Automated localization of proteins encoded by full-length cDNAs

A collaboration with Rainer Pepperkok (EMBL Heidelberg)

Among the greatest challenges facing biology today is the exploitation of huge amounts of genomic data, and their conversion into functional information about the proteins encoded. The ORFeome Collaboration is providing high numbers of full-length cDNAs encoding novel proteins of completely unknown function. These cDNAs are utilized to generate an ORF resource that makes the proteins amenable to functional analysis.

Image courtesy of Rainer Pepperkok (EMBL)

As a first step towards their characterization we tag these with the green fluorescent protein (GFP), and examine the subcellular localizations of these fusion proteins in living cells (Simpson 2000, Simpson 2001, Pepperkok 2001). These data allow us to classify the proteins into subcellular groups, which determines the next step towards a detailed functional characterization (e.g., Simpson 2012).

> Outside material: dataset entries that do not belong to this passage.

//! # Mailer Seam
//!
//! Mail transport is an external collaborator. This module defines the one
//! seam the reset flow needs: hand a 6-digit code to *something* that can
//! reach the user. The default implementation only logs, which is enough
//! for development and for tests; a real transport plugs in behind the
//! same trait without touching the handlers.

use thiserror::Error;
use tracing::info;

/// Failure to hand a message off to the transport.
#[derive(Debug, Error)]
#[error("mail delivery failed: {0}")]
pub struct DeliveryError(pub String);

/// Outbound mail seam. Implementations must not block the async runtime
/// for long; slow transports should queue internally.
pub trait Mailer: Send + Sync {
    /// Delivers a password-reset code to the given address.
    fn send_reset_code(&self, email: &str, code: &str) -> Result<(), DeliveryError>;
}

/// Development mailer: writes the code to the log instead of sending it.
#[derive(Debug, Default)]
pub struct LogMailer;

impl Mailer for LogMailer {
    fn send_reset_code(&self, email: &str, code: &str) -> Result<(), DeliveryError> {
        // The code itself is short-lived and single-use; logging it is the
        // whole point of this transport
        info!(email, code, "Password reset code (log transport)");
        Ok(())
    }
}
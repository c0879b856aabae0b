//! # Micro Invoice POS API Server
//!
//! HTTP JSON API over invoice-core (business rules) and invoice-db
//! (persistence). Exposed as a library so integration tests can build the
//! router around an in-memory database and drive it without a socket.

pub mod auth;
pub mod config;
pub mod dto;
pub mod error;
pub mod mailer;
pub mod routes;
pub mod state;

pub use config::ServerConfig;
pub use routes::build_router;
pub use state::AppState;
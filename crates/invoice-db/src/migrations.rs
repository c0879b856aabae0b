//! # Database Migrations
//!
//! Embedded SQL migrations for Micro Invoice POS.
//!
//! ## Adding New Migrations
//!
//! 1. Create a new file in `migrations/sqlite/` with the next sequence number
//! 2. Name format: `NNN_description.sql` (e.g., `002_add_invoice_notes.sql`)
//! 3. Write idempotent SQL (use `IF NOT EXISTS` where possible)
//! 4. **NEVER** modify existing migrations - always add new ones

use sqlx::SqlitePool;
use tracing::info;

use crate::error::DbResult;

/// Embedded migrations from the `migrations/sqlite` directory.
///
/// The `sqlx::migrate!()` macro embeds all SQL files from the specified
/// directory into the binary at compile time. No runtime file access needed.
static MIGRATOR: sqlx::migrate::Migrator = sqlx::migrate!("../../migrations/sqlite");

/// Runs all pending database migrations.
///
/// ## Safety
/// - Idempotent: safe to run multiple times
/// - Transactional: each migration runs in a transaction
/// - Ordered: migrations run in filename order (001, 002, ...)
pub async fn run_migrations(pool: &SqlitePool) -> DbResult<()> {
    info!("Checking for pending migrations");

    MIGRATOR.run(pool).await?;

    info!("All migrations applied successfully");
    Ok(())
}
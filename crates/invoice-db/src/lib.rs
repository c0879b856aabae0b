//! # invoice-db: Database Layer for Micro Invoice POS
//!
//! SQLite persistence for invoices, users, sessions, and reset codes.
//!
//! ## Architecture Position
//! ```text
//! ┌─────────────────────────────────────────────────────────────────────────┐
//! │                 HTTP API (apps/api-server)                              │
//! └─────────────────────────────┬───────────────────────────────────────────┘
//!                               │
//! ┌─────────────────────────────▼───────────────────────────────────────────┐
//! │                  ★ invoice-db (THIS CRATE) ★                            │
//! │                                                                         │
//! │   ┌───────────┐  ┌─────────────┐  ┌──────────────────────────────────┐ │
//! │   │   pool    │  │ migrations  │  │          repository              │ │
//! │   │ Database  │  │  embedded   │  │  invoices / users / sessions /   │ │
//! │   │ DbConfig  │  │  SQL files  │  │         reset_codes              │ │
//! │   └───────────┘  └─────────────┘  └──────────────────────────────────┘ │
//! │                                                                         │
//! │   SQLite • WAL mode • foreign keys on • transactional invoice writes   │
//! └─────────────────────────────┬───────────────────────────────────────────┘
//!                               │
//! ┌─────────────────────────────▼───────────────────────────────────────────┐
//! │               invoice-core (pure types + pricing)                       │
//! └─────────────────────────────────────────────────────────────────────────┘
//! ```
//!
//! ## Usage
//! ```rust,ignore
//! use invoice_db::{Database, DbConfig};
//!
//! let db = Database::new(DbConfig::new("./invoices.db")).await?;
//! let invoices = db.invoices().list_for_owner(&user_id).await?;
//! ```

pub mod error;
pub mod migrations;
pub mod pool;
pub mod repository;

pub use error::{DbError, DbResult};
pub use pool::{Database, DbConfig};
pub use repository::{InvoiceRepository, ResetCodeRepository, SessionRepository, UserRepository};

We have thus far localized over 1,000 different proteins in living cells, employing 4,000 different expression constructs. The localization data in many cases are the first functional information for these proteins, helping to identify targets to be funnelled into functional cell-based assays and into proteomics' projects of the division. Localization data are made public through the LIFEdb database (Bannasch 2004, Mehrle 2006).